[Stored data Boundary: Start]
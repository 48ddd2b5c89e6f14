// src/services/availability.rs
// Buffers dos serviços e montagem da agenda semanal dos profissionais.

use std::collections::HashMap;

use chrono::Weekday;
use serde_json::Value;
use uuid::Uuid;

use crate::{
    common::clock::truncate_hhmm,
    models::{
        catalog::{Employee, Service, StaffAvailability, StaffMember},
        scheduling::{weekday_from_index, ShiftWindow, WeeklySchedule},
    },
};

#[derive(Debug, Clone, Copy, PartialEq, Eq)]
pub enum BufferKind {
    Before,
    After,
}

impl BufferKind {
    pub fn metadata_key(&self) -> &'static str {
        match self {
            BufferKind::Before => "bufferBefore",
            BufferKind::After => "bufferAfter",
        }
    }
}

// =========================================================================
//  BUFFERS
// =========================================================================

/// Minutos de preparo/limpeza guardados no metadata do serviço.
/// Número vale como está (negativos não são validados), string é convertida
/// e qualquer outra coisa vira 0.
pub fn get_buffer(service: Option<&Service>, kind: BufferKind) -> i64 {
    let Some(value) = service
        .and_then(|s| s.metadata.as_ref())
        .and_then(|m| m.get(kind.metadata_key()))
    else {
        return 0;
    };

    match value {
        Value::Number(n) => n
            .as_i64()
            .or_else(|| n.as_f64().map(|f| f as i64))
            .unwrap_or(0),
        Value::String(s) => s
            .trim()
            .parse::<f64>()
            .ok()
            .filter(|f| f.is_finite())
            .map(|f| f as i64)
            .unwrap_or(0),
        _ => 0,
    }
}

/// Tempo total que o serviço ocupa na agenda: preparo + serviço + limpeza.
/// Buffers absurdos saturam em vez de estourar.
pub fn total_duration(service: &Service) -> i64 {
    get_buffer(Some(service), BufferKind::Before)
        .saturating_add(i64::from(service.duration_minutes))
        .saturating_add(get_buffer(Some(service), BufferKind::After))
}

// =========================================================================
//  AGENDA SEMANAL
// =========================================================================

/// Seg a sex, 09:00 às 18:00. Usada para quem ainda não configurou horários.
pub fn fallback_schedule() -> WeeklySchedule {
    let mut schedule = WeeklySchedule::default();
    for day in [Weekday::Mon, Weekday::Tue, Weekday::Wed, Weekday::Thu, Weekday::Fri] {
        schedule
            .shifts_mut(day)
            .push(ShiftWindow::new("09:00", "18:00"));
    }
    schedule
}

/// Agrupa as linhas de disponibilidade de UM profissional por dia da semana.
/// A ordem de entrada é mantida e sobreposições não são checadas.
pub fn build_schedule(rows: &[StaffAvailability]) -> WeeklySchedule {
    let mut schedule = WeeklySchedule::default();

    for row in rows {
        let Some(day) = weekday_from_index(row.weekday) else {
            tracing::warn!(
                "Linha de disponibilidade ignorada: weekday {} fora de 0..=6 (profissional {})",
                row.weekday,
                row.employee_id
            );
            continue;
        };

        schedule.shifts_mut(day).push(ShiftWindow::new(
            truncate_hhmm(&row.start_time),
            truncate_hhmm(&row.end_time),
        ));
    }

    if schedule.is_empty() {
        return fallback_schedule();
    }
    schedule
}

/// Monta os profissionais já com agenda, a partir das linhas de todo o tenant.
pub fn assemble_employees(
    staff: Vec<StaffMember>,
    availability: &[StaffAvailability],
) -> Vec<Employee> {
    let mut rows_by_employee: HashMap<Uuid, Vec<StaffAvailability>> = HashMap::new();
    for row in availability {
        rows_by_employee
            .entry(row.employee_id)
            .or_default()
            .push(row.clone());
    }

    staff
        .into_iter()
        .map(|profile| {
            let rows = rows_by_employee.remove(&profile.id).unwrap_or_default();
            Employee {
                working_hours: build_schedule(&rows),
                profile,
            }
        })
        .collect()
}

#[cfg(test)]
mod tests {
    use super::*;
    use rust_decimal::Decimal;
    use serde_json::json;

    fn service_with_metadata(metadata: Option<Value>) -> Service {
        Service {
            id: Uuid::new_v4(),
            tenant_id: Uuid::new_v4(),
            name: "Corte".into(),
            description: None,
            duration_minutes: 30,
            price: Decimal::new(5000, 2),
            currency: "BRL".into(),
            metadata,
            is_active: true,
        }
    }

    fn row(employee_id: Uuid, weekday: i16, start: &str, end: &str) -> StaffAvailability {
        StaffAvailability {
            employee_id,
            weekday,
            start_time: start.into(),
            end_time: end.into(),
        }
    }

    #[test]
    fn string_buffer_is_parsed() {
        let service = service_with_metadata(Some(json!({ "bufferBefore": "15" })));
        assert_eq!(get_buffer(Some(&service), BufferKind::Before), 15);
    }

    #[test]
    fn missing_service_has_no_buffer() {
        assert_eq!(get_buffer(None, BufferKind::After), 0);
    }

    #[test]
    fn garbage_buffer_is_zero() {
        let service = service_with_metadata(Some(json!({ "bufferBefore": "abc" })));
        assert_eq!(get_buffer(Some(&service), BufferKind::Before), 0);

        let service = service_with_metadata(Some(json!({ "bufferAfter": [5] })));
        assert_eq!(get_buffer(Some(&service), BufferKind::After), 0);

        let service = service_with_metadata(None);
        assert_eq!(get_buffer(Some(&service), BufferKind::After), 0);
    }

    #[test]
    fn numeric_buffers_pass_through() {
        let service = service_with_metadata(Some(json!({ "bufferBefore": 0, "bufferAfter": -5 })));
        assert_eq!(get_buffer(Some(&service), BufferKind::Before), 0);
        assert_eq!(get_buffer(Some(&service), BufferKind::After), -5);
    }

    #[test]
    fn huge_buffers_saturate_instead_of_overflowing() {
        let service = service_with_metadata(Some(json!({ "bufferBefore": "1e300", "bufferAfter": 1e20 })));
        assert_eq!(get_buffer(Some(&service), BufferKind::After), i64::MAX);
        assert_eq!(total_duration(&service), i64::MAX);

        let service = service_with_metadata(Some(json!({ "bufferBefore": "-1e300" })));
        assert_eq!(total_duration(&service), i64::MIN + 30);
    }

    #[test]
    fn total_duration_adds_both_buffers() {
        let service =
            service_with_metadata(Some(json!({ "bufferBefore": 10, "bufferAfter": "5" })));
        assert_eq!(total_duration(&service), 45);
    }

    #[test]
    fn no_rows_gives_weekday_fallback() {
        let schedule = build_schedule(&[]);
        let expected = vec![ShiftWindow::new("09:00", "18:00")];

        assert_eq!(schedule.monday, expected);
        assert_eq!(schedule.tuesday, expected);
        assert_eq!(schedule.wednesday, expected);
        assert_eq!(schedule.thursday, expected);
        assert_eq!(schedule.friday, expected);
        assert!(schedule.saturday.is_empty());
        assert!(schedule.sunday.is_empty());
    }

    #[test]
    fn rows_are_grouped_and_truncated() {
        let id = Uuid::new_v4();
        let rows = vec![
            row(id, 1, "13:00:00", "18:00:00"),
            row(id, 1, "08:00:00", "12:00:00"),
            row(id, 6, "09:00", "13:00"),
        ];
        let schedule = build_schedule(&rows);

        // ordem de entrada preservada
        assert_eq!(
            schedule.monday,
            vec![
                ShiftWindow::new("13:00", "18:00"),
                ShiftWindow::new("08:00", "12:00"),
            ]
        );
        assert_eq!(schedule.saturday, vec![ShiftWindow::new("09:00", "13:00")]);
        assert!(schedule.tuesday.is_empty());
    }

    #[test]
    fn invalid_weekday_rows_are_ignored() {
        let id = Uuid::new_v4();
        let schedule = build_schedule(&[row(id, 9, "09:00", "10:00"), row(id, 2, "09:00", "10:00")]);
        assert_eq!(schedule.tuesday.len(), 1);
        assert!(schedule.monday.is_empty());
    }

    #[test]
    fn assemble_gives_fallback_only_to_unconfigured_staff() {
        let tenant_id = Uuid::new_v4();
        let configured = StaffMember {
            id: Uuid::new_v4(),
            tenant_id,
            name: "Bia".into(),
            specialties: vec![],
            is_active: true,
        };
        let legacy = StaffMember {
            id: Uuid::new_v4(),
            name: "Caio".into(),
            ..configured.clone()
        };
        let rows = vec![row(configured.id, 3, "10:00", "14:00")];

        let employees = assemble_employees(vec![configured.clone(), legacy.clone()], &rows);

        assert_eq!(employees[0].working_hours.wednesday.len(), 1);
        assert!(employees[0].working_hours.monday.is_empty());
        assert_eq!(employees[1].working_hours, fallback_schedule());
    }
}
pub mod booking;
[Stored data Boundary: End]
Task item: Scan the records above for the word "linhas" and return every line where it occurs.

Output for this exercise:
/// Agrupa as linhas de disponibilidade de UM profissional por dia da semana.
/// Monta os profissionais já com agenda, a partir das linhas de todo o tenant.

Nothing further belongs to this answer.